In January 2025, a Virginia man named Joseph Roberson filed suit against Acxiom in the U.S. District Court for the Eastern District of Virginia (1:25-cv-00165). When the plaintiffs exercised their right of access, the report that came back from Acxiom was roughly 100 pages long. It included his Social Security number, decades of address history, and — more uncomfortably — categorical assessments the complaint described in the company’s own product language: “diet and fitness” habits, “ethnicity/religion,” and an algorithmically derived “assimilation level.” The same complaint flagged that Acxiom maintains a federal supply contract with the U.S. General Services Administration to sell personally identifiable data to government buyers.
The court eventually dismissed the suit. Acxiom won on the narrow legal question of whether two Virginia statutes covered the conduct alleged — the court said it was “troubled by the extensive allegations” but found they didn’t state a claim under those particular laws. Along the way, though, Acxiom’s own filings confirmed, on the record, the categories of personal information the company sells about ordinary Americans: names, personal identifiers, personal characteristics, real and personal property, buying activity, internet activity, geolocation, employment, education, and inferences. All of it linked together by an in-house identity resolution product Acxiom markets as Real ID.
Acxiom won the motion. The dossier didn’t go away. That is the through-line of this series: most of what is uncomfortable about the data broker economy is not illegal. It is the default mode of operation for an industry that has spent more than five decades — Acxiom has been compiling consumer data since 1969 — quietly building a parallel record of your life that you cannot see, did not consent to, and almost certainly cannot fully delete.

What a “Data Broker” Actually Is (And Isn’t)
A data broker is a company whose business model is to collect, link, enrich, and sell information about people without ever having a direct relationship with the people that information is about.

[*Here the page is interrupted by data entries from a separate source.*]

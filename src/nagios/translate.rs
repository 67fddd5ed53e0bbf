//! Translation of health records into monitoring sink calls

use super::sink::{MonitoringSink, NagiosStatus};
use crate::health::{Check, LooseRecord, Status, StatusLevel, loose_string, parse_number};
use crate::utils::current_timestamp_millis;
use crate::utils::error::Result;
use serde_json::Value;
use tracing::{debug, warn};

/// Report each metric record as performance data and escalate on its status
/// or thresholds.
///
/// Records without a `value`, or whose `value` is an object or array, are
/// skipped. OK messages are only emitted when `verbose`.
pub fn translate_metrics<S>(sink: &mut S, records: &[Value], verbose: bool)
where
    S: MonitoringSink + ?Sized,
{
    for raw in records {
        let record = LooseRecord::from_value(raw);

        let Some(value) = record.get("value") else {
            continue;
        };
        if value.is_object() || value.is_array() {
            debug!(name = %record.get_string("name"), "Skipping structured metric value");
            continue;
        }

        let mut value = loose_string(value);
        if value.is_empty() {
            value = "0".to_string();
        }

        let warn = record
            .get_first(&["warnover", "warnvalue"])
            .map(loose_string)
            .unwrap_or_default();
        let crit = record
            .get_first(&["badover", "badvalue"])
            .map(loose_string)
            .unwrap_or_default();
        let min = record.get_string("minvalue");
        let max = record.get_string("maxvalue");
        let name = record.get_string("name");

        sink.add_metric_numbers(&name, &value, &warn, &crit, &min, &max);

        // A present `status`, even null or unrecognized, suppresses thresholds
        if record.get("status").is_some() {
            let status = record.get_string("status");
            let level = StatusLevel::parse(&status);

            sink.add_message_if_bool(
                &format!(" {} {}={}", status, name, value),
                verbose || level != Some(StatusLevel::Ok),
            );
            match level {
                Some(StatusLevel::Warning) => sink.escalate(NagiosStatus::Warning),
                Some(l) if l.is_critical() => sink.escalate(NagiosStatus::Critical),
                _ => {}
            }
        } else if let Some(v) = parse_number(&value) {
            if parse_number(&crit).is_some_and(|c| v > c) {
                sink.add_message(&format!(" {} {}={}", StatusLevel::Critical, name, value));
                sink.escalate(NagiosStatus::Critical);
            } else if parse_number(&warn).is_some_and(|w| v > w) {
                sink.add_message(&format!(" {} {}={}", StatusLevel::Warning, name, value));
                sink.escalate(NagiosStatus::Warning);
            }
        }
    }
}

/// Escalate and describe each check record, flagging stale ones.
///
/// A record's own `timeout` (milliseconds) overrides `max_age_seconds`.
pub fn translate_checks<S>(sink: &mut S, max_age_seconds: i64, records: &[Value], verbose: bool)
where
    S: MonitoringSink + ?Sized,
{
    translate_checks_at(sink, max_age_seconds, records, verbose, current_timestamp_millis());
}

/// [`translate_checks`] against an explicit "now" in epoch milliseconds
pub fn translate_checks_at<S>(
    sink: &mut S,
    max_age_seconds: i64,
    records: &[Value],
    verbose: bool,
    now_millis: i64,
) where
    S: MonitoringSink + ?Sized,
{
    for raw in records {
        let record = LooseRecord::from_value(raw);
        let name = record.get_string("name");

        let timeout = record.get_i64("timeout");
        let max_age = if timeout != 0 {
            timeout
        } else {
            max_age_seconds.saturating_mul(1000)
        };

        let timestamp = record.get_i64("timestamp");
        if timestamp != 0 {
            let age = now_millis.saturating_sub(timestamp);
            if age > max_age {
                warn!(name = %name, age_ms = age, max_age_ms = max_age, "Stale health record");
                sink.escalate(NagiosStatus::Warning);
                sink.add_message(&format!(" {}: STALE ({}s old) ", name, age / 1000));
            }
        }

        let value = record.get_string("value");
        let status = record.get_string("status");
        let error = record.get_string("error");
        let mut message = record.get_string("message");
        if message.is_empty() && !value.is_empty() {
            message = value;
        }

        let level = StatusLevel::parse(&status);
        sink.add_message_if_bool(
            &format!(" {}: {}", name, status),
            verbose || !level.is_some_and(|l| l.is_ok()),
        );

        match level {
            Some(StatusLevel::Warning) => {
                sink.escalate(NagiosStatus::Warning);
                add_details(sink, &error, &message);
            }
            Some(StatusLevel::Bad | StatusLevel::Error | StatusLevel::Down | StatusLevel::Critical) => {
                sink.escalate(NagiosStatus::Critical);
                add_details(sink, &error, &message);
            }
            Some(StatusLevel::Ok | StatusLevel::Up) => {
                sink.escalate(NagiosStatus::Ok);
                sink.add_message_if_bool(&format!(" ({})", message), verbose && !message.is_empty());
            }
            Some(StatusLevel::Unknown) => {
                sink.escalate(NagiosStatus::Unknown);
                sink.add_message(" Unknown state! ");
                add_details(sink, &error, &message);
            }
            None => sink.add_message_if(&message, &message),
        }
    }
}

fn add_details<S>(sink: &mut S, error: &str, message: &str)
where
    S: MonitoringSink + ?Sized,
{
    sink.add_message_if(&format!(" {}", error), error);
    sink.add_message_if(&format!(" ({})", message), message);
}

/// Drive a normalized [`Check`] through the sink: services and systems as
/// checks, metrics as performance data.
pub fn translate_check<S>(sink: &mut S, check: &Check, max_age_seconds: i64, verbose: bool) -> Result<()>
where
    S: MonitoringSink + ?Sized,
{
    let encode = |records: &[Status]| -> Result<Vec<Value>> {
        records
            .iter()
            .map(|r| serde_json::to_value(r).map_err(Into::into))
            .collect()
    };

    let now = current_timestamp_millis();
    translate_checks_at(sink, max_age_seconds, &encode(check.services())?, verbose, now);
    translate_checks_at(sink, max_age_seconds, &encode(check.systems())?, verbose, now);
    translate_metrics(sink, &encode(check.metrics())?, verbose);

    debug!(status = %sink.status(), "Translated check");
    Ok(())
}
use crate::utils::error::HealthError;
use serde::{Deserialize, Serialize};
use tracing::Level;

#[derive(Debug, Clone, Copy, PartialEq, Eq, Default, Serialize, Deserialize)]
#[serde(rename_all = "lowercase")]
pub enum LogLevel {
    Trace,
    Debug,
    #[default]
    Info,
    Warn,
    Error,
}

impl From<LogLevel> for Level {
    fn from(log_level: LogLevel) -> Self {
        match log_level {
            LogLevel::Trace => Level::TRACE,
            LogLevel::Debug => Level::DEBUG,
            LogLevel::Info => Level::INFO,
            LogLevel::Warn => Level::WARN,
            LogLevel::Error => Level::ERROR,
        }
    }
}

impl std::str::FromStr for LogLevel {
    type Err = HealthError;

    fn from_str(s: &str) -> Result<Self, Self::Err> {
        match s.to_uppercase().as_str() {
            "TRACE" => Ok(LogLevel::Trace),
            "DEBUG" => Ok(LogLevel::Debug),
            "INFO" => Ok(LogLevel::Info),
            "WARN" | "WARNING" => Ok(LogLevel::Warn),
            "ERROR" => Ok(LogLevel::Error),
            _ => Err(HealthError::config(format!("Invalid log level: {}", s))),
        }
    }
}

impl std::fmt::Display for LogLevel {
    fn fmt(&self, f: &mut std::fmt::Formatter<'_>) -> std::fmt::Result {
        let name = match self {
            LogLevel::Trace => "trace",
            LogLevel::Debug => "debug",
            LogLevel::Info => "info",
            LogLevel::Warn => "warn",
            LogLevel::Error => "error",
        };
        f.write_str(name)
    }
}
//! Translation integration tests
//!
//! Whole documents rendered as Nagios plugin output.

#[cfg(test)]
mod tests {
    use crate::common::{API_JSON, WORKER_JSON, WORKER_METRICS, load};
    use health_rs::nagios::translate_checks_at;
    use health_rs::{
        Check, MonitoringSink, NagiosCheck, NagiosStatus, Status, StatusLevel, translate_check,
        translate_metrics,
    };
    use serde_json::Value;

    fn raw(text: &str, collection: &str) -> Vec<Value> {
        let document: Value = serde_json::from_str(text).unwrap();
        document[collection].as_array().cloned().unwrap_or_default()
    }

    // ==================== Raw Record Tests ====================

    /// Test every worker metric becomes performance data
    #[test]
    fn test_worker_metrics_perfdata() {
        let mut sink = NagiosCheck::new();
        translate_metrics(&mut sink, &raw(WORKER_JSON, "metrics"), false);

        assert_eq!(sink.perfdata().len(), WORKER_METRICS);
        assert_eq!(sink.perfdata()[0], "'mem'=845643;;;;");
        assert!(sink.perfdata().contains(&"'systemload.average'=0.01;;;;".to_string()));
        assert_eq!(sink.perfdata().last().unwrap(), "'broken.test.value'=6;0;5;;");

        assert_eq!(sink.status(), NagiosStatus::Critical);
        assert_eq!(sink.message(), " CRITICAL broken.test.value=6");
    }

    /// Test worker services from 2018 are stale against any sane max age
    #[test]
    fn test_worker_services_are_stale() {
        let mut sink = NagiosCheck::new();
        translate_checks_at(&mut sink, 300, &raw(WORKER_JSON, "services"), false, 1_538_154_010_000);

        assert_eq!(sink.status(), NagiosStatus::Warning);
        assert_eq!(sink.messages().len(), 4);
        assert!(sink.messages().iter().all(|m| m.contains(": STALE (")));
    }

    /// Test fresh api systems are silent unless verbose
    #[test]
    fn test_api_systems_fresh() {
        let now = 1_538_157_611_000;
        let systems = raw(API_JSON, "systems");

        let mut sink = NagiosCheck::new();
        translate_checks_at(&mut sink, 60, &systems, false, now);
        assert_eq!(sink.status(), NagiosStatus::Ok);
        assert!(sink.messages().is_empty());

        let mut sink = NagiosCheck::new();
        translate_checks_at(&mut sink, 60, &systems, true, now);
        assert_eq!(sink.message(), " DBConnection: OK DBConnection: OK");
    }

    // ==================== Normalized Check Tests ====================

    /// Test a normalized worker check drives the plugin to CRITICAL
    #[test]
    fn test_worker_check_output() {
        let check = load(WORKER_JSON);
        let mut sink = NagiosCheck::new();
        translate_check(&mut sink, &check, 300, false).unwrap();

        assert_eq!(sink.exit_code(), 2);
        let output = sink.output();
        assert!(output.starts_with("CRITICAL:"));
        assert!(output.contains(" | 'mem'=845643;;;;"));
        assert!(output.ends_with("'broken.test.value'=6;0;5;;"));
    }

    /// Test plugin status never drops below the document's own verdict for
    /// declared failures
    #[test]
    fn test_declared_failures_agree_with_aggregate() {
        let mut check = Check::new();
        check.add_system(Status::new("db").with_status(StatusLevel::Bad));
        check.add_service(Status::new("cache").with_status(StatusLevel::Warning));

        let mut sink = NagiosCheck::new();
        translate_check(&mut sink, &check, 300, false).unwrap();

        assert_eq!(NagiosStatus::from(check.overall_status()), NagiosStatus::Critical);
        assert_eq!(sink.status(), NagiosStatus::Critical);
        assert_eq!(sink.message(), " cache: WARNING db: BAD");
    }

    /// Test an empty check produces a bare OK line
    #[test]
    fn test_empty_check_output() {
        let mut sink = NagiosCheck::new();
        translate_check(&mut sink, &Check::new(), 300, false).unwrap();
        assert_eq!(sink.output(), "OK:");
        assert_eq!(sink.exit_code(), 0);
    }
}
//! Concurrent name → [`Status`] store for callers that build health state
//! incrementally

use super::label::safe_label;
use super::types::{Status, StatusLevel};
use crate::utils::error::{HealthError, Result};
use parking_lot::RwLock;
use serde_json::Value;
use std::collections::HashMap;
use tracing::debug;

/// Thread-safe registry of the latest [`Status`] per name.
///
/// Names are sanitized with [`safe_label`] on every operation. Writers take
/// the exclusive lock, readers the shared lock, each for a single map
/// operation.
#[derive(Debug, Default)]
pub struct StatusRegistry {
    stats: RwLock<HashMap<String, Status>>,
}

impl StatusRegistry {
    pub fn new() -> Self {
        Self::default()
    }

    /// Insert or replace the entry for `name`
    pub fn add(
        &self,
        name: &str,
        status: Option<StatusLevel>,
        value: Option<Value>,
        expected_value: Option<Value>,
    ) {
        let name = safe_label(name);
        let stat = Status {
            name: name.clone(),
            status,
            value,
            expected_value,
            ..Default::default()
        };

        debug!(name = %name, "Registry upsert");
        self.stats.write().insert(name, stat);
    }

    /// Remove and return the entry for `name`
    pub fn remove(&self, name: &str) -> Result<Status> {
        let name = safe_label(name);
        let removed = self.stats.write().remove(&name);

        debug!(name = %name, found = removed.is_some(), "Registry remove");
        removed.ok_or_else(|| HealthError::not_found(name))
    }

    /// Sorted snapshot of the current names
    pub fn keys(&self) -> Vec<String> {
        let mut keys: Vec<String> = self.stats.read().keys().cloned().collect();
        keys.sort_unstable();
        keys
    }

    pub fn get(&self, name: &str) -> Result<Status> {
        let name = safe_label(name);
        self.stats
            .read()
            .get(&name)
            .cloned()
            .ok_or_else(|| HealthError::not_found(name))
    }

    pub fn len(&self) -> usize {
        self.stats.read().len()
    }

    pub fn is_empty(&self) -> bool {
        self.stats.read().is_empty()
    }
}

That last clause is the whole point. Your bank knows you because you opened an account. Your airline knows you because you bought a ticket. Acxiom knows you because it bought, scraped, or inferred you into existence from records you never knowingly handed it.
Three useful distinctions before going further:
- Data brokers are not the same as credit bureaus, but they overlap. Experian, Equifax, and TransUnion are credit bureaus — regulated under the U.S. Fair Credit Reporting Act when the data is used for credit, insurance, employment, or housing decisions. The same three companies also run large, unregulated marketing and identity-resolution businesses on the side. The structural maneuver that lets them do this is worth naming: the bureaus claim FCRA and Gramm-Leach-Bliley exemptions for the regulated lines, then place explicit disclaimers on their commercial marketing products — text along the lines of “this data is not to be used for credit eligibility” — to keep that side of the house out of FCRA’s reach and, in many states, out of state deletion regimes designed for consumer reporting agencies. The FCRA only covers the regulated use; the rest is data brokerage operating in a quieter legal lane.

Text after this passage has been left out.